● Data excerpts:
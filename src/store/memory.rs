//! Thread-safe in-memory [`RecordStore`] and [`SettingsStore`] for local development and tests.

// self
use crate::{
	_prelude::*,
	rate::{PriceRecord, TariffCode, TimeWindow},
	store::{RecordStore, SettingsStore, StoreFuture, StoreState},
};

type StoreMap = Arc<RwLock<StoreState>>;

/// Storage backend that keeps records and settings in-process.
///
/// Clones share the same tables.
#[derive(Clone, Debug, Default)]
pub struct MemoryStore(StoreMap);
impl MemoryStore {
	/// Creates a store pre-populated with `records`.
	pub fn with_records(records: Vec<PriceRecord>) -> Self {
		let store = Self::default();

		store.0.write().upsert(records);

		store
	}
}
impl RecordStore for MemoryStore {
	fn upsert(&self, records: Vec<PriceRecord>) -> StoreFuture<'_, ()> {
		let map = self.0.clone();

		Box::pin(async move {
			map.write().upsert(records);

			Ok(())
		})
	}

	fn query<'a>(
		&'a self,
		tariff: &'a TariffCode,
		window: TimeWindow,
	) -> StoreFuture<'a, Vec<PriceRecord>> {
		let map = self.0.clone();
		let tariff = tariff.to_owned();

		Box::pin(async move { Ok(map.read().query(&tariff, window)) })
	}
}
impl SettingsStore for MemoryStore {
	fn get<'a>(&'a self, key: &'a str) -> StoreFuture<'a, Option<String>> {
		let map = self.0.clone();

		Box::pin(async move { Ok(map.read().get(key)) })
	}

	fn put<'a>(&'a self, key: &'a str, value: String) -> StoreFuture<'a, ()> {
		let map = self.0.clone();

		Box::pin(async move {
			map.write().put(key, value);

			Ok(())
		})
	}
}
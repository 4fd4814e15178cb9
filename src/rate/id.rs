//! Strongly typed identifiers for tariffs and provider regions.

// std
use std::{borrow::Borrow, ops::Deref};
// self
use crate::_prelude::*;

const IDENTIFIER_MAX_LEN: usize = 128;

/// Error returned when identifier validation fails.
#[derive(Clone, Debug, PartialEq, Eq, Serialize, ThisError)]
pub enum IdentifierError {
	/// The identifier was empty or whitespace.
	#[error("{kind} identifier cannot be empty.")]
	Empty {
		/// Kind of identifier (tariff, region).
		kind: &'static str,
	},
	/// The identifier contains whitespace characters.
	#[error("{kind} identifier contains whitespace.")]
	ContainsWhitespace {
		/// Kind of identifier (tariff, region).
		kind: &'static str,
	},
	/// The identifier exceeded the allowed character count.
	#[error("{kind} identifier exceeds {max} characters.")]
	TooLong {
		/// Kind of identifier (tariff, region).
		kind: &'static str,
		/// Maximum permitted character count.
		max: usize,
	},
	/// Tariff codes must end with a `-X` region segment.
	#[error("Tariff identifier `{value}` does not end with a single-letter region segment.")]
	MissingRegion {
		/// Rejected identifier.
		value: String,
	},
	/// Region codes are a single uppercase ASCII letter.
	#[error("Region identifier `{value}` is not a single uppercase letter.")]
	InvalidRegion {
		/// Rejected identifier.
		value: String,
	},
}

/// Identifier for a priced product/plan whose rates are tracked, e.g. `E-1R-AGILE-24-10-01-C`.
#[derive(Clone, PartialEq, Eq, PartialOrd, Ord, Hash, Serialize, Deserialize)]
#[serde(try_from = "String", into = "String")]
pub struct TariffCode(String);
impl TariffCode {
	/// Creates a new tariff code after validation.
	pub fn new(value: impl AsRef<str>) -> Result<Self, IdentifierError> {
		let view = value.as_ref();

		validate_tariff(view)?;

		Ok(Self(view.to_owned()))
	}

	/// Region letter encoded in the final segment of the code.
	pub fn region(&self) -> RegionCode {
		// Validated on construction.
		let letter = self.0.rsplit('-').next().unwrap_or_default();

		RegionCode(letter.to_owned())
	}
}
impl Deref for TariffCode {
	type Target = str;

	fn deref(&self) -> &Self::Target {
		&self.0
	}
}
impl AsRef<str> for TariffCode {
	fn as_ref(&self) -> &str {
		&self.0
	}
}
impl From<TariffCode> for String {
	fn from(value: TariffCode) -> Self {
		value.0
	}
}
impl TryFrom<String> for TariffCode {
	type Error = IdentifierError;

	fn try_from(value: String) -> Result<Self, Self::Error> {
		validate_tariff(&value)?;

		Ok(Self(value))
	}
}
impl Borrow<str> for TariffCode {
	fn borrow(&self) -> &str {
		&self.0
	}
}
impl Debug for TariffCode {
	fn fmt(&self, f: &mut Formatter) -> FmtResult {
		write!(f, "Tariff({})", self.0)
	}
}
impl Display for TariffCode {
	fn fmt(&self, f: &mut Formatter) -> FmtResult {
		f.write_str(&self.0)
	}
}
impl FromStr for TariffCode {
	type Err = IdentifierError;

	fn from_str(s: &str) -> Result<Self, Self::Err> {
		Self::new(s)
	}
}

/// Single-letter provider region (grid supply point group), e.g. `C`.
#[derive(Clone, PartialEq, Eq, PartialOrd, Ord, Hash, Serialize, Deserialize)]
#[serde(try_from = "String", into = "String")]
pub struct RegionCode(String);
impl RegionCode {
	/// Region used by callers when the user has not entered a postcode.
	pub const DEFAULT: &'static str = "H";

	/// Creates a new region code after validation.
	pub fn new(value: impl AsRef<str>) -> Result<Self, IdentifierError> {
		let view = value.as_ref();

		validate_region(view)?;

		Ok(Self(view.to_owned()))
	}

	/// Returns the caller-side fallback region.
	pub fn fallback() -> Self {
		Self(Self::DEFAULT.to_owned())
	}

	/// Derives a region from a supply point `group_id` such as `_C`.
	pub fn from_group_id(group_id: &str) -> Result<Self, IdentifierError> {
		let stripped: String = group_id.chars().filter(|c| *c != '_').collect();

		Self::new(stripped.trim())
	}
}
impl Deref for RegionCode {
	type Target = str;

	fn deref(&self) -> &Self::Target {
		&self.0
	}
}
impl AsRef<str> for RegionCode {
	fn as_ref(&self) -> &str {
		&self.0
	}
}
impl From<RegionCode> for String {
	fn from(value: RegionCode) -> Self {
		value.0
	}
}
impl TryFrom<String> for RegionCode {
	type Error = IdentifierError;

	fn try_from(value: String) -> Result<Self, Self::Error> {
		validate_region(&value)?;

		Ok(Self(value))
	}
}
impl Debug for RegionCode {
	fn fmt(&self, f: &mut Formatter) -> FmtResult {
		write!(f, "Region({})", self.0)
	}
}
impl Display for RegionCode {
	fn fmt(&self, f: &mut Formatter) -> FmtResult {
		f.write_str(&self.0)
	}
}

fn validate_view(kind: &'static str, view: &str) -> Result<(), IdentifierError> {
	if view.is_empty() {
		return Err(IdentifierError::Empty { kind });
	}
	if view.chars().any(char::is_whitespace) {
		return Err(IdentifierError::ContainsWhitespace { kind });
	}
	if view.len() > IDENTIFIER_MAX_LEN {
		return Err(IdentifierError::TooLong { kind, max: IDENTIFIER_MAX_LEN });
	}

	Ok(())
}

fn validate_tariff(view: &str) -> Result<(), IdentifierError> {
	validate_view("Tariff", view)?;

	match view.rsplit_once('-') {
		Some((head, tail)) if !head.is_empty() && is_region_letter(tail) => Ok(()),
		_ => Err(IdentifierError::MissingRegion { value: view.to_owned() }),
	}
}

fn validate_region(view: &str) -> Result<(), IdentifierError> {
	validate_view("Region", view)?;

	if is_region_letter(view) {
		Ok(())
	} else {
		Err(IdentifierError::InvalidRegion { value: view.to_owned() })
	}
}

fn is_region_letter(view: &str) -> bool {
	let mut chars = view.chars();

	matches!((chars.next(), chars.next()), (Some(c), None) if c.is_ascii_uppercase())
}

● Exercise:
The records must be given again in full, exactly as they were written.

● Answer for this exercise:
filename src/store/memory.rs
//! Thread-safe in-memory [`RecordStore`] and [`SettingsStore`] for local development and tests.

// self
use crate::{
	_prelude::*,
	rate::{PriceRecord, TariffCode, TimeWindow},
	store::{RecordStore, SettingsStore, StoreFuture, StoreState},
};

type StoreMap = Arc<RwLock<StoreState>>;

/// Storage backend that keeps records and settings in-process.
///
/// Clones share the same tables.
#[derive(Clone, Debug, Default)]
pub struct MemoryStore(StoreMap);
impl MemoryStore {
	/// Creates a store pre-populated with `records`.
	pub fn with_records(records: Vec<PriceRecord>) -> Self {
		let store = Self::default();

		store.0.write().upsert(records);

		store
	}
}
impl RecordStore for MemoryStore {
	fn upsert(&self, records: Vec<PriceRecord>) -> StoreFuture<'_, ()> {
		let map = self.0.clone();

		Box::pin(async move {
			map.write().upsert(records);

			Ok(())
		})
	}

	fn query<'a>(
		&'a self,
		tariff: &'a TariffCode,
		window: TimeWindow,
	) -> StoreFuture<'a, Vec<PriceRecord>> {
		let map = self.0.clone();
		let tariff = tariff.to_owned();

		Box::pin(async move { Ok(map.read().query(&tariff, window)) })
	}
}
impl SettingsStore for MemoryStore {
	fn get<'a>(&'a self, key: &'a str) -> StoreFuture<'a, Option<String>> {
		let map = self.0.clone();

		Box::pin(async move { Ok(map.read().get(key)) })
	}

	fn put<'a>(&'a self, key: &'a str, value: String) -> StoreFuture<'a, ()> {
		let map = self.0.clone();

		Box::pin(async move {
			map.write().put(key, value);

			Ok(())
		})
	}
}
repository 4fd4814e15178cb9
filename src/rate/id.rs
//! Strongly typed identifiers for tariffs and provider regions.

// std
use std::{borrow::Borrow, ops::Deref};
// self
use crate::_prelude::*;

const IDENTIFIER_MAX_LEN: usize = 128;

/// Error returned when identifier validation fails.
#[derive(Clone, Debug, PartialEq, Eq, Serialize, ThisError)]
pub enum IdentifierError {
	/// The identifier was empty or whitespace.
	#[error("{kind} identifier cannot be empty.")]
	Empty {
		/// Kind of identifier (tariff, region).
		kind: &'static str,
	},
	/// The identifier contains whitespace characters.
	#[error("{kind} identifier contains whitespace.")]
	ContainsWhitespace {
		/// Kind of identifier (tariff, region).
		kind: &'static str,
	},
	/// The identifier exceeded the allowed character count.
	#[error("{kind} identifier exceeds {max} characters.")]
	TooLong {
		/// Kind of identifier (tariff, region).
		kind: &'static str,
		/// Maximum permitted character count.
		max: usize,
	},
	/// Tariff codes must end with a `-X` region segment.
	#[error("Tariff identifier `{value}` does not end with a single-letter region segment.")]
	MissingRegion {
		/// Rejected identifier.
		value: String,
	},
	/// Region codes are a single uppercase ASCII letter.
	#[error("Region identifier `{value}` is not a single uppercase letter.")]
	InvalidRegion {
		/// Rejected identifier.
		value: String,
	},
}

/// Identifier for a priced product/plan whose rates are tracked, e.g. `E-1R-AGILE-24-10-01-C`.
#[derive(Clone, PartialEq, Eq, PartialOrd, Ord, Hash, Serialize, Deserialize)]
#[serde(try_from = "String", into = "String")]
pub struct TariffCode(String);
impl TariffCode {
	/// Creates a new tariff code after validation.
	pub fn new(value: impl AsRef<str>) -> Result<Self, IdentifierError> {
		let view = value.as_ref();

		validate_tariff(view)?;

		Ok(Self(view.to_owned()))
	}

	/// Region letter encoded in the final segment of the code.
	pub fn region(&self) -> RegionCode {
		// Validated on construction.
		let letter = self.0.rsplit('-').next().unwrap_or_default();

		RegionCode(letter.to_owned())
	}
}
impl Deref for TariffCode {
	type Target = str;

	fn deref(&self) -> &Self::Target {
		&self.0
	}
}
impl AsRef<str> for TariffCode {
	fn as_ref(&self) -> &str {
		&self.0
	}
}
impl From<TariffCode> for String {
	fn from(value: TariffCode) -> Self {
		value.0
	}
}
impl TryFrom<String> for TariffCode {
	type Error = IdentifierError;

	fn try_from(value: String) -> Result<Self, Self::Error> {
		validate_tariff(&value)?;

		Ok(Self(value))
	}
}
impl Borrow<str> for TariffCode {
	fn borrow(&self) -> &str {
		&self.0
	}
}
impl Debug for TariffCode {
	fn fmt(&self, f: &mut Formatter) -> FmtResult {
		write!(f, "Tariff({})", self.0)
	}
}
impl Display for TariffCode {
	fn fmt(&self, f: &mut Formatter) -> FmtResult {
		f.write_str(&self.0)
	}
}
impl FromStr for TariffCode {
	type Err = IdentifierError;

	fn from_str(s: &str) -> Result<Self, Self::Err> {
		Self::new(s)
	}
}

/// Single-letter provider region (grid supply point group), e.g. `C`.
#[derive(Clone, PartialEq, Eq, PartialOrd, Ord, Hash, Serialize, Deserialize)]
#[serde(try_from = "String", into = "String")]
pub struct RegionCode(String);
impl RegionCode {
	/// Region used by callers when the user has not entered a postcode.
	pub const DEFAULT: &'static str = "H";

	/// Creates a new region code after validation.
	pub fn new(value: impl AsRef<str>) -> Result<Self, IdentifierError> {
		let view = value.as_ref();

		validate_region(view)?;

		Ok(Self(view.to_owned()))
	}

	/// Returns the caller-side fallback region.
	pub fn fallback() -> Self {
		Self(Self::DEFAULT.to_owned())
	}

	/// Derives a region from a supply point `group_id` such as `_C`.
	pub fn from_group_id(group_id: &str) -> Result<Self, IdentifierError> {
		let stripped: String = group_id.chars().filter(|c| *c != '_').collect();

		Self::new(stripped.trim())
	}
}
impl Deref for RegionCode {
	type Target = str;

	fn deref(&self) -> &Self::Target {
		&self.0
	}
}
impl AsRef<str> for RegionCode {
	fn as_ref(&self) -> &str {
		&self.0
	}
}
impl From<RegionCode> for String {
	fn from(value: RegionCode) -> Self {
		value.0
	}
}
impl TryFrom<String> for RegionCode {
	type Error = IdentifierError;

	fn try_from(value: String) -> Result<Self, Self::Error> {
		validate_region(&value)?;

		Ok(Self(value))
	}
}
impl Debug for RegionCode {
	fn fmt(&self, f: &mut Formatter) -> FmtResult {
		write!(f, "Region({})", self.0)
	}
}
impl Display for RegionCode {
	fn fmt(&self, f: &mut Formatter) -> FmtResult {
		f.write_str(&self.0)
	}
}

fn validate_view(kind: &'static str, view: &str) -> Result<(), IdentifierError> {
	if view.is_empty() {
		return Err(IdentifierError::Empty { kind });
	}
	if view.chars().any(char::is_whitespace) {
		return Err(IdentifierError::ContainsWhitespace { kind });
	}
	if view.len() > IDENTIFIER_MAX_LEN {
		return Err(IdentifierError::TooLong { kind, max: IDENTIFIER_MAX_LEN });
	}

	Ok(())
}

fn validate_tariff(view: &str) -> Result<(), IdentifierError> {
	validate_view("Tariff", view)?;

	match view.rsplit_once('-') {
		Some((head, tail)) if !head.is_empty() && is_region_letter(tail) => Ok(()),
		_ => Err(IdentifierError::MissingRegion { value: view.to_owned() }),
	}
}

fn validate_region(view: &str) -> Result<(), IdentifierError> {
	validate_view("Region", view)?;

	if is_region_letter(view) {
		Ok(())
	} else {
		Err(IdentifierError::InvalidRegion { value: view.to_owned() })
	}
}

fn is_region_letter(view: &str) -> bool {
	let mut chars = view.chars();

	matches!((chars.next(), chars.next()), (Some(c), None) if c.is_ascii_uppercase())
}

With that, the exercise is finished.